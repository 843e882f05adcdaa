//! The render coordinator.
//!
//! Sequences graph construction, layout convergence and scene updates into one
//! cancelable pipeline. The host drives it with [`RenderCoordinator::tick`]
//! once per display refresh; every event source (graph changes, graph ready,
//! layout ready) is drained at the start of a tick, so nodes are always
//! registered before the frame asks for their positions.

use super::frame::FrameScheduler;
use super::interaction::InteractionManager;
use super::scene::Scene;
use super::style::NodeStyle;
use super::sync::SceneSynchronizer;
use super::text::TextMeasure;
use crate::events::{GraphReady, HostBus, Subscription};
use crate::graph::{ChangeBatch, GraphId, GraphNode, SharedGraph, StructuralChange};
use crate::layout::{LayoutEngine, LayoutEvent, LayoutFactory};
use crate::progress::SharedProgress;
use egui::Pos2;
use thiserror::Error;

#[derive(Debug, Error, PartialEq, Eq)]
pub enum RenderError {
    #[error("renderer has been disposed")]
    Disposed,
}

/// Everything that belongs to one `render()` call
struct ActiveCycle {
    graph: SharedGraph,
    graph_id: GraphId,
    max_depth: u32,
    layout: Box<dyn LayoutEngine>,
    layout_ready: Subscription<LayoutEvent>,
    changes: Subscription<ChangeBatch>,
    /// The graph-ready signal has been applied to this cycle
    graph_ready: bool,
    /// Present once the layout is ready
    interaction: Option<InteractionManager>,
}

enum RenderCycle {
    Idle,
    Active(ActiveCycle),
    Disposed,
}

pub struct RenderCoordinator<S> {
    sync: SceneSynchronizer<S>,
    progress: SharedProgress,
    bus: HostBus,
    layout_factory: LayoutFactory,
    graph_ready: Option<Subscription<GraphReady>>,
    frames: FrameScheduler,
    cycle: RenderCycle,
}

impl<S: Scene> RenderCoordinator<S> {
    pub fn new(
        scene: S,
        measure: Box<dyn TextMeasure>,
        style: NodeStyle,
        progress: SharedProgress,
        bus: HostBus,
        layout_factory: LayoutFactory,
    ) -> Self {
        let graph_ready = bus.graph_ready.subscribe();
        Self {
            sync: SceneSynchronizer::new(scene, measure, style),
            progress,
            bus,
            layout_factory,
            graph_ready: Some(graph_ready),
            frames: FrameScheduler::new(),
            cycle: RenderCycle::Idle,
        }
    }

    pub fn scene(&self) -> &S {
        self.sync.scene()
    }

    pub fn synchronizer(&self) -> &SceneSynchronizer<S> {
        &self.sync
    }

    pub fn progress(&self) -> &SharedProgress {
        &self.progress
    }

    /// Takes effect on the next `render()`
    pub fn set_layout_factory(&mut self, factory: LayoutFactory) {
        self.layout_factory = factory;
    }

    /// Takes effect for nodes added from now on
    pub fn set_node_style(&mut self, style: NodeStyle) {
        self.sync.set_style(style);
    }

    pub fn active_graph(&self) -> Option<GraphId> {
        match &self.cycle {
            RenderCycle::Active(cycle) => Some(cycle.graph_id),
            RenderCycle::Idle | RenderCycle::Disposed => None,
        }
    }

    pub fn is_disposed(&self) -> bool {
        matches!(self.cycle, RenderCycle::Disposed)
    }

    pub fn is_frame_pending(&self) -> bool {
        self.frames.is_pending()
    }

    /// True once links are drawn and pointer input is handled
    pub fn is_interactive(&self) -> bool {
        matches!(&self.cycle, RenderCycle::Active(cycle) if cycle.interaction.is_some())
    }

    pub fn interaction(&self) -> Option<&InteractionManager> {
        match &self.cycle {
            RenderCycle::Active(cycle) => cycle.interaction.as_ref(),
            RenderCycle::Idle | RenderCycle::Disposed => None,
        }
    }

    pub fn layout(&self) -> Option<&dyn LayoutEngine> {
        match &self.cycle {
            RenderCycle::Active(cycle) => Some(cycle.layout.as_ref()),
            RenderCycle::Idle | RenderCycle::Disposed => None,
        }
    }

    /// Start a fresh visualization of `graph`, replacing the current one
    pub fn render(&mut self, graph: SharedGraph) -> Result<(), RenderError> {
        if self.is_disposed() {
            return Err(RenderError::Disposed);
        }
        self.clear_last_scene();

        let (graph_id, max_depth, already_loaded) = {
            let g = graph.borrow();
            (g.id(), g.max_depth(), g.is_loaded())
        };
        let mut layout = (self.layout_factory)(&graph, &self.progress);
        let layout_ready = layout.subscribe_ready();

        self.sync.reset_registry();
        let mut existing: Vec<GraphNode> = Vec::new();
        graph.borrow().for_each_node(&mut |node| existing.push(node.clone()));
        for node in &existing {
            self.sync.add_node(node, max_depth, layout.as_mut());
        }
        let changes = graph.borrow().subscribe_changes();

        tracing::info!(?graph_id, nodes = existing.len(), max_depth, "render started");
        self.cycle = RenderCycle::Active(ActiveCycle {
            graph,
            graph_id,
            max_depth,
            layout,
            layout_ready,
            changes,
            graph_ready: false,
            interaction: None,
        });

        // A graph that finished loading before render() will never announce it again
        if already_loaded {
            self.on_graph_ready(graph_id);
        }

        self.frames.cancel();
        self.frames.request();
        Ok(())
    }

    /// Process pending events, then run the frame if one is due.
    ///
    /// Returns true while the host should keep refreshing.
    pub fn tick(&mut self) -> bool {
        self.pump();
        if self.frames.take_due().is_some() {
            self.frame();
            self.pump();
        }

        let mut animating = false;
        if let RenderCycle::Active(cycle) = &mut self.cycle {
            if let Some(interaction) = &mut cycle.interaction {
                animating = interaction.animate(&mut self.sync, cycle.layout.as_ref());
            }
        }
        self.frames.is_pending() || animating
    }

    /// Drain every inbox: graph ready, graph changes, layout ready
    pub fn pump(&mut self) {
        let ready: Vec<GraphReady> = self
            .graph_ready
            .as_ref()
            .map(|sub| sub.drain())
            .unwrap_or_default();
        for GraphReady(id) in ready {
            self.on_graph_ready(id);
        }

        let RenderCycle::Active(cycle) = &self.cycle else {
            return;
        };
        let batches = cycle.changes.drain();
        let layout_events = cycle.layout_ready.drain();

        for changes in batches {
            self.on_graph_structure_changed(&changes);
        }
        if layout_events.contains(&LayoutEvent::Ready) {
            self.draw_links();
        }
    }

    /// One step of the layout plus a full position refresh
    fn frame(&mut self) {
        let RenderCycle::Active(cycle) = &mut self.cycle else {
            return;
        };
        if cycle.layout.step() {
            self.frames.request();
        }
        // Always refresh, so the converged positions are the ones on screen
        self.sync.update_positions(cycle.layout.as_ref());
        if let Some(interaction) = &cycle.interaction {
            interaction.update_positions(&mut self.sync, cycle.layout.as_ref());
        }
    }

    fn on_graph_ready(&mut self, id: GraphId) {
        match &mut self.cycle {
            RenderCycle::Active(cycle) if cycle.graph_id == id => {
                if cycle.graph_ready {
                    tracing::debug!(graph_id = ?id, "graph already ready");
                    return;
                }
                cycle.graph_ready = true;
                tracing::info!(graph_id = ?id, "graph ready, starting layout");
                cycle.layout.set_graph_ready();
                self.progress.borrow_mut().start_layout();
            }
            _ => tracing::debug!(graph_id = ?id, "ignoring ready signal for inactive graph"),
        }
    }

    fn on_graph_structure_changed(&mut self, changes: &[StructuralChange]) {
        let RenderCycle::Active(cycle) = &mut self.cycle else {
            return;
        };
        for change in changes {
            if let StructuralChange::NodeAdded(node) = change {
                self.sync.add_node(node, cycle.max_depth, cycle.layout.as_mut());
            }
        }
    }

    /// Layout converged: finish progress and make the scene interactive
    fn draw_links(&mut self) {
        let RenderCycle::Active(cycle) = &mut self.cycle else {
            return;
        };
        self.progress.borrow_mut().done();
        if let Some(previous) = cycle.interaction.take() {
            previous.dispose(&mut self.sync);
        }
        let interaction = InteractionManager::new(
            &*cycle.graph.borrow(),
            cycle.layout.as_ref(),
            &mut self.sync,
            self.bus.ui.clone(),
        );
        tracing::info!(links = interaction.link_count(), "layout ready, scene interactive");
        cycle.interaction = Some(interaction);
    }

    /// Pointer moved to `graph_pos` (graph coordinates) / `screen_pos`.
    /// Ignored until the scene is interactive.
    pub fn pointer_moved(&mut self, graph_pos: Pos2, screen_pos: Pos2, tolerance: f32) {
        let RenderCycle::Active(ActiveCycle {
            interaction: Some(interaction),
            ..
        }) = &self.cycle
        else {
            return;
        };
        let target = self.sync.scene().hit_test(graph_pos, tolerance);
        interaction.on_pointer_move(&mut self.sync, target, screen_pos);
    }

    /// Pointer left the canvas
    pub fn pointer_left(&mut self) {
        if let RenderCycle::Active(ActiveCycle {
            interaction: Some(interaction),
            ..
        }) = &self.cycle
        {
            interaction.on_pointer_move(&mut self.sync, None, Pos2::ZERO);
        }
    }

    /// Click at `graph_pos`. Ignored until the scene is interactive.
    pub fn clicked(&mut self, graph_pos: Pos2, tolerance: f32) {
        let RenderCycle::Active(ActiveCycle {
            interaction: Some(interaction),
            ..
        }) = &self.cycle
        else {
            return;
        };
        let target = self.sync.scene().hit_test(graph_pos, tolerance);
        interaction.on_click(target);
    }

    /// Tear down the current cycle. Safe to call with no active cycle.
    pub fn clear_last_scene(&mut self) {
        self.frames.cancel();
        let previous = match std::mem::replace(&mut self.cycle, RenderCycle::Idle) {
            RenderCycle::Disposed => {
                self.cycle = RenderCycle::Disposed;
                None
            }
            RenderCycle::Idle => None,
            RenderCycle::Active(cycle) => Some(cycle),
        };

        if let Some(cycle) = previous {
            cycle.layout.unsubscribe_ready(cycle.layout_ready.id());
            cycle.graph.borrow().unsubscribe_changes(cycle.changes.id());
            if let Some(interaction) = cycle.interaction {
                interaction.dispose(&mut self.sync);
            }
            tracing::debug!(graph_id = ?cycle.graph_id, "previous render torn down");
        }
        self.sync.clear();
    }

    /// Tear everything down for good
    pub fn dispose(&mut self) {
        self.clear_last_scene();
        if let Some(sub) = self.graph_ready.take() {
            self.bus.graph_ready.unsubscribe(sub.id());
        }
        self.cycle = RenderCycle::Disposed;
        tracing::info!("renderer disposed");
    }
}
#####
### Exercise brief
Your task is to write out, exactly, the line that holds "cycle.layout.unsubscribe_ready(cycle.layout_ready.id());" and every line after it until the records end.

### Answer to the problem
            cycle.layout.unsubscribe_ready(cycle.layout_ready.id());
            cycle.graph.borrow().unsubscribe_changes(cycle.changes.id());
            if let Some(interaction) = cycle.interaction {
                interaction.dispose(&mut self.sync);
            }
            tracing::debug!(graph_id = ?cycle.graph_id, "previous render torn down");
        }
        self.sync.clear();
    }

    /// Tear everything down for good
    pub fn dispose(&mut self) {
        self.clear_last_scene();
        if let Some(sub) = self.graph_ready.take() {
            self.bus.graph_ready.unsubscribe(sub.id());
        }
        self.cycle = RenderCycle::Disposed;
        tracing::info!("renderer disposed");
    }
}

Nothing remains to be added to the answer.